**Task prompt**
Go through the data below and return each line where the string "shape" occurs.

----

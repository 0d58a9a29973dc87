//! Source Project Model
//!
//! The normalized editing-project representation the extractor reads:
//! a project, its tracks with placed elements, and the media files those
//! elements reference. Positions are pixel offsets from the canvas centre.

use serde::{Deserialize, Serialize};

use crate::core::template::{
    CanvasSettings, MediaFileRef, MediaMetadata, PixelPosition, PlaceholderType,
    TextStyleDefinition, TrackType,
};
use crate::core::{new_id, ElementId, MediaId, TimeSec, TrackId};

// =============================================================================
// Project
// =============================================================================

/// Project-level settings
#[derive(Clone, Debug, PartialEq, Serialize, Deserialize)]
#[serde(rename_all = "camelCase")]
pub struct SourceProject {
    pub id: String,
    pub name: String,
    #[serde(default)]
    pub description: String,
    /// Missing canvas settings make a project unextractable
    #[serde(default, skip_serializing_if = "Option::is_none")]
    pub canvas: Option<CanvasSettings>,
}

impl SourceProject {
    pub fn new(name: impl Into<String>, canvas: CanvasSettings) -> Self {
        Self {
            id: new_id(),
            name: name.into(),
            description: String::new(),
            canvas: Some(canvas),
        }
    }

    pub fn with_description(mut self, description: impl Into<String>) -> Self {
        self.description = description.into();
        self
    }
}

// =============================================================================
// Media
// =============================================================================

/// Kind of a media file
#[derive(Clone, Copy, Debug, PartialEq, Eq, Serialize, Deserialize)]
#[serde(rename_all = "snake_case")]
pub enum MediaKind {
    Video,
    Audio,
    Image,
}

impl MediaKind {
    pub fn placeholder_type(&self) -> PlaceholderType {
        match self {
            MediaKind::Video => PlaceholderType::Video,
            MediaKind::Audio => PlaceholderType::Audio,
            MediaKind::Image => PlaceholderType::Image,
        }
    }
}

/// A media file in the project library
#[derive(Clone, Debug, PartialEq, Serialize, Deserialize)]
#[serde(rename_all = "camelCase")]
pub struct MediaFile {
    pub id: MediaId,
    pub name: String,
    pub kind: MediaKind,
    #[serde(default, skip_serializing_if = "Option::is_none")]
    pub path: Option<String>,
    #[serde(default, skip_serializing_if = "Option::is_none")]
    pub mime_type: Option<String>,
    #[serde(default)]
    pub metadata: MediaMetadata,
}

impl MediaFile {
    pub fn new(id: impl Into<String>, name: impl Into<String>, kind: MediaKind) -> Self {
        Self {
            id: id.into(),
            name: name.into(),
            kind,
            path: None,
            mime_type: None,
            metadata: MediaMetadata::default(),
        }
    }

    pub fn with_metadata(mut self, metadata: MediaMetadata) -> Self {
        self.metadata = metadata;
        self
    }

    pub fn with_path(mut self, path: impl Into<String>) -> Self {
        self.path = Some(path.into());
        self
    }

    /// Reference used in placeholder defaults and generated content
    pub fn to_ref(&self) -> MediaFileRef {
        MediaFileRef {
            id: self.id.clone(),
            name: self.name.clone(),
            path: self.path.clone(),
            mime_type: self.mime_type.clone(),
            metadata: Some(self.metadata.clone()),
        }
    }
}

// =============================================================================
// Elements
// =============================================================================

/// Kind of a placed element
#[derive(Clone, Copy, Debug, PartialEq, Eq, Serialize, Deserialize)]
#[serde(rename_all = "snake_case")]
pub enum SourceElementKind {
    Video,
    Audio,
    Image,
    Text,
}

/// An element placed on a track
#[derive(Clone, Debug, PartialEq, Serialize, Deserialize)]
#[serde(rename_all = "camelCase")]
pub struct SourceElement {
    pub id: ElementId,
    pub name: String,
    pub kind: SourceElementKind,
    pub start_time: TimeSec,
    pub duration: TimeSec,
    #[serde(default, skip_serializing_if = "Option::is_none")]
    pub media_id: Option<MediaId>,
    #[serde(default, skip_serializing_if = "Option::is_none")]
    pub text: Option<String>,
    #[serde(default, skip_serializing_if = "Option::is_none")]
    pub style: Option<TextStyleDefinition>,
    #[serde(default, skip_serializing_if = "Option::is_none")]
    pub position: Option<PixelPosition>,
    #[serde(default)]
    pub hidden: bool,
    #[serde(default)]
    pub muted: bool,
    /// Seconds cut from the start of the source media
    #[serde(default)]
    pub trim_start: TimeSec,
    /// Turn this text into a text placeholder
    #[serde(default)]
    pub mark_as_placeholder: bool,
    #[serde(default, skip_serializing_if = "Option::is_none")]
    pub caption_animation: Option<String>,
    #[serde(default, skip_serializing_if = "Option::is_none")]
    pub words_per_group: Option<u32>,
}

impl SourceElement {
    fn base(name: impl Into<String>, kind: SourceElementKind, start_time: TimeSec, duration: TimeSec) -> Self {
        Self {
            id: new_id(),
            name: name.into(),
            kind,
            start_time,
            duration,
            media_id: None,
            text: None,
            style: None,
            position: None,
            hidden: false,
            muted: false,
            trim_start: 0.0,
            mark_as_placeholder: false,
            caption_animation: None,
            words_per_group: None,
        }
    }

    /// Element playing a media file
    pub fn media(
        name: impl Into<String>,
        kind: SourceElementKind,
        media_id: impl Into<String>,
        start_time: TimeSec,
        duration: TimeSec,
    ) -> Self {
        let mut element = Self::base(name, kind, start_time, duration);
        element.media_id = Some(media_id.into());
        element
    }

    /// Text element
    pub fn text(name: impl Into<String>, text: impl Into<String>, start_time: TimeSec, duration: TimeSec) -> Self {
        let mut element = Self::base(name, SourceElementKind::Text, start_time, duration);
        element.text = Some(text.into());
        element
    }

    pub fn with_id(mut self, id: impl Into<String>) -> Self {
        self.id = id.into();
        self
    }

    pub fn with_position(mut self, position: PixelPosition) -> Self {
        self.position = Some(position);
        self
    }

    pub fn with_style(mut self, style: TextStyleDefinition) -> Self {
        self.style = Some(style);
        self
    }

    pub fn with_trim_start(mut self, trim_start: TimeSec) -> Self {
        self.trim_start = trim_start;
        self
    }

    pub fn marked_as_placeholder(mut self) -> Self {
        self.mark_as_placeholder = true;
        self
    }

    pub fn end_time(&self) -> TimeSec {
        self.start_time + self.duration
    }
}

// =============================================================================
// Tracks
// =============================================================================

/// A track of the source project
#[derive(Clone, Debug, PartialEq, Serialize, Deserialize)]
#[serde(rename_all = "camelCase")]
pub struct SourceTrack {
    pub id: TrackId,
    pub name: String,
    #[serde(rename = "type")]
    pub track_type: TrackType,
    #[serde(default)]
    pub elements: Vec<SourceElement>,
    #[serde(default)]
    pub muted: bool,
    /// Volume (0.0 - 2.0, 1.0 = 100%)
    #[serde(default = "default_volume")]
    pub volume: f32,
    #[serde(default)]
    pub is_main: bool,
}

fn default_volume() -> f32 {
    1.0
}

impl SourceTrack {
    pub fn new(name: impl Into<String>, track_type: TrackType) -> Self {
        Self {
            id: new_id(),
            name: name.into(),
            track_type,
            elements: Vec::new(),
            muted: false,
            volume: 1.0,
            is_main: false,
        }
    }

    pub fn with_element(mut self, element: SourceElement) -> Self {
        self.elements.push(element);
        self
    }

    pub fn with_volume(mut self, volume: f32) -> Self {
        self.volume = volume;
        self
    }

    pub fn with_muted(mut self, muted: bool) -> Self {
        self.muted = muted;
        self
    }

    pub fn end_time(&self) -> TimeSec {
        self.elements
            .iter()
            .map(SourceElement::end_time)
            .fold(0.0, f64::max)
    }
}
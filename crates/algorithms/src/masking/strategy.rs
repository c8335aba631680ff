//! The two masking strategies and the band-presence rule that picks one

use super::CloudMaskParams;
use std::collections::BTreeSet;
use verdure_core::image::RasterImage;

/// How a scene's clear-sky pixels are identified
#[derive(Debug, Clone, PartialEq, Eq)]
pub enum MaskStrategy {
    /// Valid where none of `bits` is set in the QA band
    Bitmask { band: String, bits: u64 },
    /// Valid where the classification band holds one of `valid_classes`
    Classification {
        band: String,
        valid_classes: BTreeSet<u16>,
    },
}

impl MaskStrategy {
    /// Bitmask strategy rejecting any of the given bit positions
    pub fn bitmask(band: impl Into<String>, positions: &[u32]) -> Self {
        let bits = positions
            .iter()
            .filter(|&&p| p < 64)
            .fold(0u64, |acc, &p| acc | (1u64 << p));
        MaskStrategy::Bitmask {
            band: band.into(),
            bits,
        }
    }

    pub fn classification(band: impl Into<String>, valid_classes: BTreeSet<u16>) -> Self {
        MaskStrategy::Classification {
            band: band.into(),
            valid_classes,
        }
    }

    /// The band this strategy reads
    pub fn band_name(&self) -> &str {
        match self {
            MaskStrategy::Bitmask { band, .. } | MaskStrategy::Classification { band, .. } => band,
        }
    }

    pub fn label(&self) -> &'static str {
        match self {
            MaskStrategy::Bitmask { .. } => "bitmask",
            MaskStrategy::Classification { .. } => "classification",
        }
    }

    /// Whether a (valid) quality sample marks a clear pixel. Quality values
    /// are integers; anything negative or fractional is rejected.
    #[inline]
    pub fn accepts(&self, quality: f64) -> bool {
        if !quality.is_finite() || quality < 0.0 || quality.fract() != 0.0 {
            return false;
        }
        match self {
            MaskStrategy::Bitmask { bits, .. } => (quality as u64) & bits == 0,
            MaskStrategy::Classification { valid_classes, .. } => {
                quality <= u16::MAX as f64 && valid_classes.contains(&(quality as u16))
            }
        }
    }
}

/// Pick the strategy for one scene: bitmask when the QA band is present,
/// classification otherwise
pub fn select_strategy(image: &RasterImage, params: &CloudMaskParams) -> MaskStrategy {
    if image.has_band(&params.qa_band) {
        MaskStrategy::bitmask(params.qa_band.clone(), &params.qa_bits)
    } else {
        MaskStrategy::classification(
            params.classification_band.clone(),
            params.valid_classes.clone(),
        )
    }
}
//! Normalized-difference spectral indices on masked bands
//!
//! Every index here has the form `(A - B) / (A + B)`. A pixel is no-data
//! when either input is no-data or when `A + B` is exactly zero; the output
//! never holds NaN or infinity.

use crate::maybe_rayon::*;
use serde::{Deserialize, Serialize};
use std::fmt;
use std::str::FromStr;
use verdure_core::image::RasterImage;
use verdure_core::raster::MaskedRaster;
use verdure_core::{Algorithm, Error, Result};

/// Enumeration of supported spectral indices
#[derive(Debug, Clone, Copy, PartialEq, Eq, Hash, Serialize, Deserialize)]
pub enum SpectralIndex {
    /// Normalized Difference Vegetation Index
    NDVI,
    /// Normalized Difference Water Index (McFeeters)
    NDWI,
    /// Modified NDWI (Xu, uses SWIR)
    MNDWI,
    /// Normalized Burn Ratio
    NBR,
    /// Normalized Difference Red Edge Index
    NDRE,
    /// Green Normalized Difference Vegetation Index
    GNDVI,
}

impl SpectralIndex {
    pub const ALL: [SpectralIndex; 6] = [
        SpectralIndex::NDVI,
        SpectralIndex::NDWI,
        SpectralIndex::MNDWI,
        SpectralIndex::NBR,
        SpectralIndex::NDRE,
        SpectralIndex::GNDVI,
    ];

    pub fn name(&self) -> &'static str {
        match self {
            SpectralIndex::NDVI => "NDVI",
            SpectralIndex::NDWI => "NDWI",
            SpectralIndex::MNDWI => "MNDWI",
            SpectralIndex::NBR => "NBR",
            SpectralIndex::NDRE => "NDRE",
            SpectralIndex::GNDVI => "GNDVI",
        }
    }

    /// Sentinel-2 band names `(A, B)` of `(A - B) / (A + B)`
    pub fn bands(&self) -> (&'static str, &'static str) {
        match self {
            SpectralIndex::NDVI => ("B8", "B4"),
            SpectralIndex::NDWI => ("B3", "B8"),
            SpectralIndex::MNDWI => ("B3", "B11"),
            SpectralIndex::NBR => ("B8", "B12"),
            SpectralIndex::NDRE => ("B8", "B5"),
            SpectralIndex::GNDVI => ("B8", "B3"),
        }
    }
}

impl fmt::Display for SpectralIndex {
    fn fmt(&self, f: &mut fmt::Formatter<'_>) -> fmt::Result {
        f.write_str(self.name())
    }
}

impl FromStr for SpectralIndex {
    type Err = Error;

    fn from_str(s: &str) -> Result<Self> {
        SpectralIndex::ALL
            .into_iter()
            .find(|idx| idx.name().eq_ignore_ascii_case(s.trim()))
            .ok_or_else(|| Error::InvalidParameter {
                name: "index",
                value: s.to_string(),
                reason: "expected one of NDVI, NDWI, MNDWI, NBR, NDRE, GNDVI".into(),
            })
    }
}

// ---------------------------------------------------------------------------
// Generic normalized difference
// ---------------------------------------------------------------------------

/// Compute the normalized difference between two masked bands:
///
/// `(band_a - band_b) / (band_a + band_b)`
///
/// For non-negative reflectance the result lies in [-1, 1].
pub fn normalized_difference(band_a: &MaskedRaster, band_b: &MaskedRaster) -> Result<MaskedRaster> {
    if band_a.shape() != band_b.shape() {
        return Err(Error::SizeMismatch {
            er: band_a.rows(),
            ec: band_a.cols(),
            ar: band_b.rows(),
            ac: band_b.cols(),
        });
    }

    let (rows, cols) = band_a.shape();
    let samples: Vec<Option<f64>> = (0..rows)
        .into_par_iter()
        .flat_map(|row| {
            let mut row_data = vec![None; cols];
            for (col, out) in row_data.iter_mut().enumerate() {
                let (Some(a), Some(b)) = (band_a.get(row, col), band_b.get(row, col)) else {
                    continue;
                };
                let sum = a + b;
                if sum == 0.0 {
                    continue;
                }
                let nd = (a - b) / sum;
                if nd.is_finite() {
                    *out = Some(nd);
                }
            }
            row_data
        })
        .collect();

    MaskedRaster::from_options(band_a.values(), samples)
}

// ---------------------------------------------------------------------------
// Index on an image
// ---------------------------------------------------------------------------

/// Parameters for index computation
#[derive(Debug, Clone, PartialEq, Eq, Serialize, Deserialize)]
#[serde(default)]
pub struct IndexParams {
    /// Band `A` of `(A - B) / (A + B)` (NIR for NDVI)
    pub positive_band: String,
    /// Band `B` of `(A - B) / (A + B)` (Red for NDVI)
    pub negative_band: String,
    /// Name of the appended band
    pub output_band: String,
}

impl IndexParams {
    pub fn for_index(index: SpectralIndex) -> Self {
        let (a, b) = index.bands();
        Self {
            positive_band: a.to_string(),
            negative_band: b.to_string(),
            output_band: index.name().to_string(),
        }
    }
}

impl Default for IndexParams {
    fn default() -> Self {
        Self::for_index(SpectralIndex::NDVI)
    }
}

/// Index computation algorithm
#[derive(Debug, Clone, Default)]
pub struct IndexCompute;

impl Algorithm for IndexCompute {
    type Input = RasterImage;
    type Output = RasterImage;
    type Params = IndexParams;
    type Error = Error;

    fn name(&self) -> &'static str {
        "IndexCompute"
    }

    fn description(&self) -> &'static str {
        "Append a normalized-difference index band to an image"
    }

    fn execute(&self, input: Self::Input, params: Self::Params) -> Result<Self::Output> {
        let index = index_band(&input, &params)?;
        input.with_band(params.output_band, index)
    }
}

/// Return a copy of `image` with the index band appended; other bands pass
/// through unchanged
pub fn compute_index(image: &RasterImage, params: &IndexParams) -> Result<RasterImage> {
    let index = index_band(image, params)?;
    image.clone().with_band(params.output_band.clone(), index)
}

/// The index band alone
///
/// # Errors
/// `MissingBand` when either input band is absent.
pub fn index_band(image: &RasterImage, params: &IndexParams) -> Result<MaskedRaster> {
    let a = image.require_band(&params.positive_band)?;
    let b = image.require_band(&params.negative_band)?;
    normalized_difference(a, b)
}

// ---------------------------------------------------------------------------
// Tests
// ---------------------------------------------------------------------------

#[cfg(test)]
mod tests {
    use super::*;
    use approx::assert_relative_eq;
    use chrono::{TimeZone, Utc};
    use verdure_core::raster::{GeoTransform, PixelMask, Raster};

    fn make_band(rows: usize, cols: usize, value: f64) -> MaskedRaster {
        let mut r = Raster::filled(rows, cols, value);
        r.set_transform(GeoTransform::new(0.0, rows as f64, 1.0, -1.0));
        MaskedRaster::from_values(r)
    }

    fn make_gradient(rows: usize, cols: usize, start: f64, step: f64) -> MaskedRaster {
        let mut r = Raster::new(rows, cols);
        r.set_transform(GeoTransform::new(0.0, rows as f64, 1.0, -1.0));
        for row in 0..rows {
            for col in 0..cols {
                r.set(row, col, start + (row * cols + col) as f64 * step).unwrap();
            }
        }
        MaskedRaster::from_values(r)
    }

    #[test]
    fn test_normalized_difference_basic() {
        let a = make_band(5, 5, 0.8);
        let b = make_band(5, 5, 0.2);

        let result = normalized_difference(&a, &b).unwrap();
        assert_relative_eq!(result.get(2, 2).unwrap(), 0.6, epsilon = 1e-12);
        assert_eq!(result.valid_count(), 25);
    }

    #[test]
    fn test_normalized_difference_range() {
        let a = make_gradient(10, 10, 0.0, 0.01);
        let b = make_gradient(10, 10, 0.5, -0.005);

        let result = normalized_difference(&a, &b).unwrap();
        for row in 0..10 {
            for col in 0..10 {
                if let Some(val) = result.get(row, col) {
                    assert!((-1.0..=1.0).contains(&val), "ND out of range: {val} at ({row}, {col})");
                }
            }
        }
    }

    #[test]
    fn zero_denominator_is_nodata() {
        let a = make_gradient(1, 3, 0.0, 0.1); // 0.0, 0.1, 0.2
        let b = make_band(1, 3, 0.0);
        let result = normalized_difference(&a, &b).unwrap();
        assert_eq!(result.get(0, 0), None);
        assert_eq!(result.get(0, 1), Some(1.0));
        assert!(result.values().data().iter().all(|v| v.is_finite()));
    }

    #[test]
    fn nodata_input_propagates() {
        let a = make_band(2, 2, 0.5)
            .with_mask(&PixelMask::from_fn(2, 2, |r, _| r == 0))
            .unwrap();
        let b = make_band(2, 2, 0.1)
            .with_mask(&PixelMask::from_fn(2, 2, |_, c| c == 0))
            .unwrap();
        let result = normalized_difference(&a, &b).unwrap();
        assert!(result.is_valid(0, 0));
        assert!(!result.is_valid(0, 1));
        assert!(!result.is_valid(1, 0));
        assert!(!result.is_valid(1, 1));
    }

    #[test]
    fn size_mismatch_is_error() {
        let a = make_band(2, 2, 0.5);
        let b = make_band(2, 3, 0.5);
        assert!(matches!(
            normalized_difference(&a, &b),
            Err(Error::SizeMismatch { .. })
        ));
    }

    fn scene() -> RasterImage {
        RasterImage::new("s", Utc.with_ymd_and_hms(2024, 5, 1, 0, 0, 0).unwrap())
            .with_band("B4", make_band(3, 3, 0.1))
            .unwrap()
            .with_band("B8", make_band(3, 3, 0.5))
            .unwrap()
    }

    #[test]
    fn ndvi_appended_to_image() {
        let out = IndexCompute.execute_default(scene()).unwrap();
        assert_eq!(out.band_names(), vec!["B4", "B8", "NDVI"]);
        let expected = (0.5 - 0.1) / (0.5 + 0.1);
        assert_relative_eq!(out.band("NDVI").unwrap().get(1, 1).unwrap(), expected, epsilon = 1e-12);
        assert_eq!(out.band("B4").unwrap().get(1, 1), Some(0.1));
    }

    #[test]
    fn missing_band_is_error() {
        let params = IndexParams::for_index(SpectralIndex::NBR);
        let err = compute_index(&scene(), &params).unwrap_err();
        assert!(matches!(err, Error::MissingBand { ref band, .. } if band == "B12"));
    }

    #[test]
    fn index_names_parse() {
        assert_eq!("ndvi".parse::<SpectralIndex>().unwrap(), SpectralIndex::NDVI);
        assert_eq!("GNDVI".parse::<SpectralIndex>().unwrap(), SpectralIndex::GNDVI);
        assert!("savi".parse::<SpectralIndex>().is_err());
        for idx in SpectralIndex::ALL {
            assert_eq!(idx.to_string().parse::<SpectralIndex>().unwrap(), idx);
        }
    }

    #[test]
    fn water_index_bands() {
        assert_eq!(SpectralIndex::NDWI.bands(), ("B3", "B8"));
        assert_eq!(SpectralIndex::MNDWI.bands(), ("B3", "B11"));
        assert_eq!(SpectralIndex::NDRE.bands(), ("B8", "B5"));
    }
}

----

**Expected answer**
    if band_a.shape() != band_b.shape() {
    let (rows, cols) = band_a.shape();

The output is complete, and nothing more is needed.